Activision Blizzard beats revenue expectations despite gaming industry slowdown

“Call of Duty” maker Activision Blizzard (ATVI) reported its Q2 earnings after the closing bell Monday, beating analysts’ expectations on revenue, but falling short on the bottom line as the industry contends with a slowdown from its pandemic-era highs.

Here are the most important numbers from the announcement versus what Wall Street was anticipating from the gaming giant, as compiled by Bloomberg.

  • Bookings: $1.64 billion versus $1.59 billion expected

  • Earnings per share: $0.47 versus $0.48 expected

Shares of Activision Blizzard were largely flat following the report.

While Activision Blizzard beat analysts’ expectations, bookings were down more than 14% year-over-year. “Bookings” measure overall revenue, but subtracts deferred sales from certain online purchases.

The gaming industry is undergoing a serious hangover following its explosive growth during the pandemic. Both Microsoft (MSFT) and Sony (SONY) reported slowdowns in software sales and user engagement during their latest earnings.

Microsoft, which doesn’t break out revenue for its Xbox products, said services revenue fell 6% year-over-year. Sony, for its part, reported a 13% year-over-year decline in software revenue. Unit sales, meanwhile, fell 26% year-over-year.

In June of this year, according to NPD, spending across game hardware, content, and accessories dropped 11% year-over-year to $4.3 billion.
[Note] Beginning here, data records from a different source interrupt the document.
// =============================================================================
// SECTION 4: TOPOLOGY CHANGES
// =============================================================================

mod topology {
    use super::*;

    fn ready_cluster(size: u64) -> (Cluster, NodeId) {
        let mut cluster = Cluster::new(size);
        let leader = cluster.wait_for_leader();
        let noop = cluster.node(leader).last_log_index();
        cluster.wait_applied(&[leader], noop);
        (cluster, leader)
    }

    #[test]
    fn adding_a_voter_changes_quorum_only_once_committed() {
        let (mut cluster, leader) = ready_cluster(3);
        cluster.add_passive(4);
        assert_eq!(cluster.node(leader).quorum_size(), 2);

        // propose without delivering, so nothing can commit yet
        let target = Topology::new([1, 2, 3, 4]);
        let index = cluster.node_mut(leader).propose_topology(target.clone()).unwrap();
        assert_eq!(cluster.node(leader).quorum_size(), 2);
        assert!(cluster.node(leader).commit_index() < index);

        cluster.observe(leader);
        cluster.deliver();
        cluster.wait_applied(&[1, 2, 3, 4], index);
        for id in 1..=4 {
            assert_eq!(cluster.node(id).quorum_size(), 3);
            assert_eq!(cluster.node(id).topology(), &target);
            assert!(cluster.node(id).pending_topology().is_none());
        }
        cluster.wait_logs_match(&[1, 2, 3, 4]);

        // the new voter now takes part in commits
        let next = cluster.propose("after", "add");
        cluster.wait_applied(&[4], next);
    }

    #[test]
    fn second_change_waits_for_first() {
        let (mut cluster, leader) = ready_cluster(3);
        cluster.add_passive(4);
        cluster.add_passive(5);
        let first = cluster.node_mut(leader).propose_topology(Topology::new([1, 2, 3, 4])).unwrap();
        let second = cluster.node_mut(leader).propose_topology(Topology::new([1, 2, 3, 4, 5]));
        assert!(matches!(second, Err(ProposeError::TopologyChangeInProgress)));

        cluster.observe(leader);
        cluster.deliver();
        cluster.wait_applied(&[leader], first);
        cluster.change_topology(Topology::new([1, 2, 3, 4, 5])).unwrap();
        cluster.run_until("five voters", |c| {
            (1..=5).all(|id| c.node(id).topology().voters.len() == 5 && c.node(id).quorum_size() == 3)
        });
    }

    #[test]
    fn change_needs_majority_of_both_topologies() {
        // growing 3 -> 5 with one old voter cut off: the old topology has a
        // majority (2 of 3) but the new one does not (2 of 5)
        let (mut cluster, leader) = ready_cluster(3);
        cluster.add_passive(4);
        cluster.add_passive(5);
        cluster.isolate(4);
        cluster.isolate(5);
        let follower = (1..=3).find(|id| *id != leader).unwrap();
        cluster.isolate(follower);

        let index = cluster.change_topology(Topology::new([1, 2, 3, 4, 5])).unwrap();
        cluster.ticks(ticks_per_heartbeat(&cluster.config) * 3);
        assert!(cluster.node(leader).commit_index() < index);
        assert!(cluster.node(leader).pending_topology().is_some());

        cluster.heal();
        cluster.wait_applied(&[1, 2, 3, 4, 5], index);
        assert_eq!(cluster.node(leader).topology().voters.len(), 5);
    }

    #[test]
    fn removed_leader_steps_down() {
        let (mut cluster, leader) = ready_cluster(3);
        let remaining: Vec<_> = (1..=3).filter(|id| *id != leader).collect();
        let index = cluster.change_topology(Topology::new(remaining.iter().copied())).unwrap();
        cluster.run_until("removal to commit", |c| remaining.iter().all(|id| c.node(*id).commit_index() >= index));
        assert!(!cluster.node(leader).is_leader());

        cluster.isolate(leader);
        cluster.run_until("a remaining node to lead", |c| remaining.iter().any(|id| c.node(*id).is_leader()));
        let new = *remaining.iter().find(|id| cluster.node(**id).is_leader()).unwrap();
        assert_eq!(cluster.node(new).quorum_size(), 2);
        let next = cluster.propose_on(new, "k", "v").unwrap();
        cluster.wait_applied(&remaining, next);
    }

    #[test]
    fn removed_node_cannot_disrupt_the_cluster() {
        // the leader stops replicating to a removed node, so it never learns
        // that the removal committed; its pre-votes must fail against a live leader
        let config = RaftConfig { pre_vote: true, rng_seed: Some(17), ..RaftConfig::default() };
        let mut cluster = Cluster::with_config(3, config);
        let leader = cluster.wait_for_leader();
        let noop = cluster.node(leader).last_log_index();
        cluster.wait_applied(&[leader], noop);
        let term = cluster.node(leader).current_term();

        let removed = (1..=3).find(|id| *id != leader).unwrap();
        let remaining: Vec<_> = (1..=3).filter(|id| *id != removed).collect();
        let index = cluster.change_topology(Topology::new(remaining.iter().copied())).unwrap();
        cluster.wait_applied(&remaining, index);
        assert!(cluster.node(leader).peer_progress(removed).is_none());

        cluster.ticks(ticks_per_election(&cluster.config) * 5);
        assert_eq!(cluster.leader(), Some(leader));
        assert_eq!(cluster.node(leader).current_term(), term);
        assert_ne!(cluster.node(removed).state(), NodeState::Leader);
        assert_eq!(cluster.node(removed).current_term(), term);
    }

    #[test]
    fn watchers_replicate_without_voting() {
        let (mut cluster, leader) = ready_cluster(3);
        cluster.add_passive(4);
        let index = cluster.change_topology(Topology::with_watchers([1, 2, 3], [4])).unwrap();
        cluster.wait_applied(&[1, 2, 3, 4], index);
        assert_eq!(cluster.node(leader).quorum_size(), 2);

        // commits proceed without the watcher
        cluster.isolate(4);
        let next = cluster.propose("w", "1");
        let voters = [1, 2, 3];
        cluster.wait_applied(&voters, next);
        assert!(cluster.node(4).last_applied() < next);

        cluster.heal();
        cluster.wait_applied(&[4], next);
        assert_eq!(cluster.node(4).state_machine().get("w"), Some("1"));
        // and a watcher never campaigns
        assert_ne!(cluster.node(4).state(), NodeState::Candidate);
    }
}

// =============================================================================
// SECTION 5: SNAPSHOTS AND RESTARTS
// =============================================================================

mod snapshots {
    use super::*;

    fn compacting_config() -> RaftConfig {
        RaftConfig { snapshot_threshold: 10, rng_seed: Some(21), ..RaftConfig::default() }
    }

    #[test]
    fn far_behind_follower_receives_snapshot() {
        let mut cluster = Cluster::with_config(3, compacting_config());
        let leader = cluster.wait_for_leader();
        let lagging = (1..=3).find(|id| *id != leader).unwrap();
        cluster.isolate(lagging);
        let mut last = 0;
        for i in 0..35 {
            last = cluster.propose(&format!("k{i}"), &i.to_string());
        }
        assert!(cluster.node(leader).snapshot_index() > cluster.node(lagging).last_log_index());

        cluster.heal();
        cluster.wait_applied(&[lagging], last);
        let node = cluster.node(lagging);
        assert!(node.snapshot_index() > 0);
        assert_eq!(node.state_machine().get("k0"), Some("0"));
        assert_eq!(node.state_machine().get("k34"), Some("34"));
        assert_eq!(node.state_machine().len(), 35);
    }

    #[test]
    fn restart_recovers_from_snapshot_and_log() {
        let mut cluster = Cluster::with_config(3, compacting_config());
        cluster.wait_for_leader();
        let mut last = 0;
        for i in 0..25 {
            last = cluster.propose(&format!("k{i}"), "v");
        }
        cluster.wait_applied(&[1, 2, 3], last);
        let victim = (1..=3).find(|id| Some(*id) != cluster.leader()).unwrap();
        assert!(cluster.node(victim).snapshot_index() > 0);

        cluster.crash(victim);
        cluster.restart(victim);
        let restarted = cluster.node(victim);
        assert!(restarted.last_applied() >= restarted.snapshot_index());
        assert_eq!(restarted.last_log_index(), last);

        let next = cluster.propose("after", "restart");
        cluster.wait_applied(&[victim], next);
        assert_eq!(cluster.node(victim).state_machine().len(), 26);
    }

    #[test]
    fn whole_cluster_restart_keeps_committed_entries() {
        let mut cluster = Cluster::new(3);
        cluster.wait_for_leader();
        let index = cluster.propose("durable", "yes");
        cluster.wait_applied(&[1, 2, 3], index);

        for id in 1..=3 {
            cluster.crash(id);
        }
        for id in 1..=3 {
            cluster.restart(id);
        }
        cluster.wait_for_leader();
        cluster.wait_applied(&[1, 2, 3], index);
        for id in 1..=3 {
            assert_eq!(cluster.node(id).state_machine().get("durable"), Some("yes"));
        }
    }
}

// =============================================================================
// SECTION 6: RANDOMIZED FAULTS
// =============================================================================

mod randomized {
    use super::*;

    /// Random crashes, restarts, partitions and proposals. The cluster's
    /// own checks assert safety after every message; at the end the
    /// cluster must heal and converge.
    fn run(seed: u64) {
        let config = RaftConfig { snapshot_threshold: 15, rng_seed: Some(seed), ..RaftConfig::default() };
        let mut cluster = Cluster::with_config(5, config);
        let mut rng = StdRng::seed_from_u64(seed);
        let mut proposed = 0;

        for _ in 0..1_500 {
            match rng.gen_range(0..100) {
                0..=1 => {
                    let id = rng.gen_range(1..=5);
                    if cluster.nodes.contains_key(&id) && cluster.crashed.len() < 2 {
                        cluster.crash(id);
                    }
                }
                2..=4 => {
                    if let Some(id) = cluster.crashed.keys().next().copied() {
                        cluster.restart(id);
                    }
                }
                5 => {
                    let id = rng.gen_range(1..=5);
                    cluster.isolate(id);
                }
                6..=8 => cluster.heal(),
                9..=30 => {
                    if let Some(leader) = cluster.leader() {
                        let _ = cluster.propose_on(leader, &format!("k{proposed}"), "v");
                        proposed += 1;
                    }
                }
                _ => {}
            }
            cluster.tick();
        }

        cluster.heal();
        let ids: Vec<NodeId> = cluster.crashed.keys().copied().collect();
        for id in ids {
            cluster.restart(id);
        }
        let leader = cluster.wait_for_leader();
        let index = cluster.propose_on(leader, "final", "v").unwrap();
        cluster.wait_applied(&[1, 2, 3, 4, 5], index);
        let expected = cluster.node(1).state_machine().len();
        for id in 2..=5 {
            assert_eq!(cluster.node(id).state_machine().get("final"), Some("v"));
            assert_eq!(cluster.node(id).state_machine().len(), expected);
        }
    }

    #[test]
    fn random_faults_seed_1() {
        run(1);
    }

    #[test]
    fn random_faults_seed_2() {
        run(2);
    }

    #[test]
    fn random_faults_seed_3() {
        run(3);
    }
}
But Activision Blizzard has a huge lineup of titles coming including a new “Call of Duty,” new free-to-play “Call of Duty: Warzone,” and more.

What’s more, despite many tech companies announcing hiring slowdowns and freezes, Activision Blizzard CEO Bobby Kotick said the gaming firm has grown its headcount.

“Even in a challenging economic environment, with so many companies announcing hiring freezes and layoffs, our development headcount grew 25% year-over-year as of the end of the second quarter.”

FILE - The Activision Blizzard Booth is shown on June 13, 2013, during the Electronic Entertainment Expo in Los Angeles.  Microsoft’s purchase of video game publisher Activision Blizzard faces antitrust scrutiny in the U.K., where competition regulators say they’ve opened an initial inquiry into the $69 billion deal. The Competition and Markets Authority said Wednesday, July 6, 2022,  it has started looking into whether the transaction would result “in a substantial lessening of competition” in the United Kingdom.  (AP Photo/Jae C. Hong, File)

The video game industry is dealing with a hangover from the highs it experienced during the pandemic. (AP Photo/Jae C. Hong, File)

Microsoft is also waiting to learn if its planned acquisition of Activision Blizzard can move forward. While Microsoft has said that it’s confident the $68.7 billion deal will close by the end of fiscal 2023, the Federal Trade Commission is still looking into the purchase.

Global regulators are also examining the acquisition. On July 6, the U.K.’s Competition and Markets Authority announced that it launched an investigation into the move. The authority is expected to announce its findings on Sept. 1.

If the deal goes through, Microsoft would gain access to Activision Blizzard’s massive library of games including “Call of Duty” and “World of Warcraft.” Microsoft, meanwhile, has assured fans that if regulators approve the acquisition, “Call of Duty” will still be available on Sony’s consoles.

Activision Blizzard has been dealing with the fallout from explosive allegations that it, and Kotick, fostered an environment akin to a frat house atmosphere plagued by sexual harassment and gender discrimination.

In March, the company paid $18 million to settle a lawsuit filed by the U.S. Equal Employment Opportunity Commission related to the allegations. California’s Department of Fair Employment and Housing also filed a lawsuit against the gaming company, though that case is still pending.